Return verbatim all lines from the first one in the records to the line with "pub use memory::AddressableIO;", both ends kept.
++++ LISTED RECORDS ++++
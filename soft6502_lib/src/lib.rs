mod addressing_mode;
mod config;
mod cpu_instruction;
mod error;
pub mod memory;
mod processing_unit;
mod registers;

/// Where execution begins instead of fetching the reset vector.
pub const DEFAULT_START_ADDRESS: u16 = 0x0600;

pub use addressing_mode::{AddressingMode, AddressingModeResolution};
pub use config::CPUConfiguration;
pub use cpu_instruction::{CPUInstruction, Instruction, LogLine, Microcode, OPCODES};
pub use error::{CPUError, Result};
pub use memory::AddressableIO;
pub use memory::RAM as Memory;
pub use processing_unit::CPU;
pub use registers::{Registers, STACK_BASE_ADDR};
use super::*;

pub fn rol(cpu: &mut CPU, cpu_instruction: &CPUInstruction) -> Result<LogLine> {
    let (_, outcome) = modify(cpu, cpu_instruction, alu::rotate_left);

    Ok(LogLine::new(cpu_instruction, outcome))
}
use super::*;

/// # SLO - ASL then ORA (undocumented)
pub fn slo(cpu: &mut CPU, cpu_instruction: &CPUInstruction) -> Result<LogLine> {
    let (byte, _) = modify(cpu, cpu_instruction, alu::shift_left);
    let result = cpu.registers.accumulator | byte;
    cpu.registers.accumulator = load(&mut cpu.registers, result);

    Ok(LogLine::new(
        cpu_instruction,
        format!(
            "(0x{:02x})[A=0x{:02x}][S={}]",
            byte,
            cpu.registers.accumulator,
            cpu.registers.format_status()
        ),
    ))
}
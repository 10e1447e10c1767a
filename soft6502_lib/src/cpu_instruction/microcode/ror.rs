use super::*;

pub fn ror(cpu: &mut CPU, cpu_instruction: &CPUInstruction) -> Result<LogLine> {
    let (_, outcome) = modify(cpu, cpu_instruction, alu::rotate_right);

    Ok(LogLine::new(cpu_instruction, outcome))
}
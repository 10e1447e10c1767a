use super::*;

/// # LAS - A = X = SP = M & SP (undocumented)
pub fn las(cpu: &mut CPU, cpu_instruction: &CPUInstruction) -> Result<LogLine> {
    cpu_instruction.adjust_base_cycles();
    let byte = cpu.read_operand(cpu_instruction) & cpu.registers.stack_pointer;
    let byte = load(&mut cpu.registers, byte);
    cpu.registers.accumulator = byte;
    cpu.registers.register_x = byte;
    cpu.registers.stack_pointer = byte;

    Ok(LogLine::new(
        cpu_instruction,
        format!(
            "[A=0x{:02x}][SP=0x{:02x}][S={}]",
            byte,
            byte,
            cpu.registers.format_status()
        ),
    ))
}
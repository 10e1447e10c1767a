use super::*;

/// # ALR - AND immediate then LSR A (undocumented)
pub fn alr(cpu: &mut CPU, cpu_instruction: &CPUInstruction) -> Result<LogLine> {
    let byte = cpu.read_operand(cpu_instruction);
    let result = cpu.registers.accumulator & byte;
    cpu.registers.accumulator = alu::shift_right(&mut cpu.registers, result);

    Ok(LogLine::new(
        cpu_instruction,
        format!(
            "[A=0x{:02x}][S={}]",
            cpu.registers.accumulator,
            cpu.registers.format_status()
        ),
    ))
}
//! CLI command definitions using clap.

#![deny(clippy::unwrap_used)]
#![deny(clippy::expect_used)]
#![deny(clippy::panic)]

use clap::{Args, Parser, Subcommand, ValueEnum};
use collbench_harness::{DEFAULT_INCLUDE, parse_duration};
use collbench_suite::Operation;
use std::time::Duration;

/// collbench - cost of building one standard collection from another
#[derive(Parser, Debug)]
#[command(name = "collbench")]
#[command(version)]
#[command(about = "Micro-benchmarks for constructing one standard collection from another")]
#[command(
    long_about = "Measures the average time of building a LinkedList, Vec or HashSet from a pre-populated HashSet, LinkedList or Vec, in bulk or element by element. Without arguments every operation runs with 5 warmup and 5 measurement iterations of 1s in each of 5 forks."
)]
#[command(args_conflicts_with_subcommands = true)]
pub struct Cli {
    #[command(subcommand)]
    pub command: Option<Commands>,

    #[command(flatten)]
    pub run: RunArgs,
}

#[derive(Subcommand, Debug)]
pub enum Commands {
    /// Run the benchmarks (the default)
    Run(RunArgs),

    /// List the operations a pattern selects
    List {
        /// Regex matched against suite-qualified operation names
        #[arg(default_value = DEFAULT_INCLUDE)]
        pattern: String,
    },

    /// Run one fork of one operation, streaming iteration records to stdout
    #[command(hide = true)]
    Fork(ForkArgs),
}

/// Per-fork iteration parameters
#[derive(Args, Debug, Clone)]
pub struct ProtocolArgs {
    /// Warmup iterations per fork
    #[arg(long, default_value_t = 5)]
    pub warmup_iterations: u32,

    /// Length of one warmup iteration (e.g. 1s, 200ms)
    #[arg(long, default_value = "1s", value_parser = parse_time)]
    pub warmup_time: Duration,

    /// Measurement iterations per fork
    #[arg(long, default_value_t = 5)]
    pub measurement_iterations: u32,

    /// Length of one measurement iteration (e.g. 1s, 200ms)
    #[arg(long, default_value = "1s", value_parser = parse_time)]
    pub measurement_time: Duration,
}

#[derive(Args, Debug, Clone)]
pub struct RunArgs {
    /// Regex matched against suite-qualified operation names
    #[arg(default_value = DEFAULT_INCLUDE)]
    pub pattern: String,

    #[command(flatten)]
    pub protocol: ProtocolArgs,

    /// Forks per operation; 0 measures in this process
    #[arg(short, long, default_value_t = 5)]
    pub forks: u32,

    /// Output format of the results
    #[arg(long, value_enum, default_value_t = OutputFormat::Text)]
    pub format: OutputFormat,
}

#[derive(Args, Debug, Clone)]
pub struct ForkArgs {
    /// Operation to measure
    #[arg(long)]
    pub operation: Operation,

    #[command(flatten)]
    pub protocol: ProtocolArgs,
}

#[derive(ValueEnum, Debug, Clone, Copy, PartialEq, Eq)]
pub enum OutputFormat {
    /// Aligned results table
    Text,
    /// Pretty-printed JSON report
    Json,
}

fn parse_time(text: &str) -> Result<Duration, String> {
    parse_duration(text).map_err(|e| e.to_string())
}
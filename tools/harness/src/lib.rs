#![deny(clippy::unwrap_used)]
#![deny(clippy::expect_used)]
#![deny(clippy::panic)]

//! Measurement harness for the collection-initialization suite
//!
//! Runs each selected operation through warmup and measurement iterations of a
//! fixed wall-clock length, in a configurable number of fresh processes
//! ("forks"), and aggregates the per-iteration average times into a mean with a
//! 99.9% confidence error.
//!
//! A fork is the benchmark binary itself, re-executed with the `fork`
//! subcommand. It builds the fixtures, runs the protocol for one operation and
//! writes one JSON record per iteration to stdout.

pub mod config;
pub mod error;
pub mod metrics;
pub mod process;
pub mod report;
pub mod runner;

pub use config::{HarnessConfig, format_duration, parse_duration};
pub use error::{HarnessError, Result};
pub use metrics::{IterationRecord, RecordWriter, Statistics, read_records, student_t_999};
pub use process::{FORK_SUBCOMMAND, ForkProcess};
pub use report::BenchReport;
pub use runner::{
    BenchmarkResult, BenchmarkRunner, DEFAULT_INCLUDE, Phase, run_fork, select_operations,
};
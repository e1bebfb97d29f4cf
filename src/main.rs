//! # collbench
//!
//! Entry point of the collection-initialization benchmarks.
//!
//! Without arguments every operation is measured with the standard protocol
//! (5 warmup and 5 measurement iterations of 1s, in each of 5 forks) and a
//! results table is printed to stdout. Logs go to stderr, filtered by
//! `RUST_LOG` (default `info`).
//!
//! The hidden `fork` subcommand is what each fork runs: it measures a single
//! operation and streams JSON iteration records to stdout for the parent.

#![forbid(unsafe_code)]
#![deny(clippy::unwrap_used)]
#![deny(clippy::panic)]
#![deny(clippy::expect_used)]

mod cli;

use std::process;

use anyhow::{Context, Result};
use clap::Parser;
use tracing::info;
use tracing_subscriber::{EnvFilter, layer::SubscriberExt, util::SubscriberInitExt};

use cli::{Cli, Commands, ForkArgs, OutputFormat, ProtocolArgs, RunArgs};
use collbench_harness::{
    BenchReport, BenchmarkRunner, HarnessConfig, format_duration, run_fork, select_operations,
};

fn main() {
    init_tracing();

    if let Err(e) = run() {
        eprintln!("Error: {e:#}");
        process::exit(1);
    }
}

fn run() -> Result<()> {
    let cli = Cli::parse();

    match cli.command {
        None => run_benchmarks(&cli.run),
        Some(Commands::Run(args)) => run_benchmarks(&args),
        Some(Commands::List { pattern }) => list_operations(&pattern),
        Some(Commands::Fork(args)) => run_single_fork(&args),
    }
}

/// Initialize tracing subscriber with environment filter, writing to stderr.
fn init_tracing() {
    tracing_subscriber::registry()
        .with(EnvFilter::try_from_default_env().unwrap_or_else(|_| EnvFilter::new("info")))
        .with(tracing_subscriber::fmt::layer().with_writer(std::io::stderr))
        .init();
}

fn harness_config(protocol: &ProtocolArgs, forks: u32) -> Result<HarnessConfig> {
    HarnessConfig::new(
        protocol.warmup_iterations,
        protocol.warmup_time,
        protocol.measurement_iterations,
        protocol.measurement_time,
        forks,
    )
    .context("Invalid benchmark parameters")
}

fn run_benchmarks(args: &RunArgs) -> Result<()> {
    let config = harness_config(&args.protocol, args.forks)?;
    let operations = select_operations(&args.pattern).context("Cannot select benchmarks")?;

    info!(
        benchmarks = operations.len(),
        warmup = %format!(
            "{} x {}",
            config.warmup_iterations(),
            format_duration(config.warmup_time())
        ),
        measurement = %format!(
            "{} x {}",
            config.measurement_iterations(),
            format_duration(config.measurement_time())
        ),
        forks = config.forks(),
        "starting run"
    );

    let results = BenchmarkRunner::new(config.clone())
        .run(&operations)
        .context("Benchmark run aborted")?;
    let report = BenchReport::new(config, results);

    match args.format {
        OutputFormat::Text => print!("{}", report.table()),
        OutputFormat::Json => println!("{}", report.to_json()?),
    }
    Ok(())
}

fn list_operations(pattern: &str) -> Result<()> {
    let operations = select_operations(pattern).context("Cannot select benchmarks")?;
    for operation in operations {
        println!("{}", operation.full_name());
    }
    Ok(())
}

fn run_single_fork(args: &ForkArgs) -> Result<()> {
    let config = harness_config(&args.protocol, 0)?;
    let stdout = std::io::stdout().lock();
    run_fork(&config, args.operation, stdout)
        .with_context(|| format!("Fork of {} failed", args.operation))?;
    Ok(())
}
++++
> RESULT BELOW:
filename soft6502_lib/src/lib.rs
mod addressing_mode;
mod config;
mod cpu_instruction;
mod error;
pub mod memory;
mod processing_unit;
mod registers;

/// Where execution begins instead of fetching the reset vector.
pub const DEFAULT_START_ADDRESS: u16 = 0x0600;

pub use addressing_mode::{AddressingMode, AddressingModeResolution};
pub use config::CPUConfiguration;
pub use cpu_instruction::{CPUInstruction, Instruction, LogLine, Microcode, OPCODES};
pub use error::{CPUError, Result};
pub use memory::AddressableIO;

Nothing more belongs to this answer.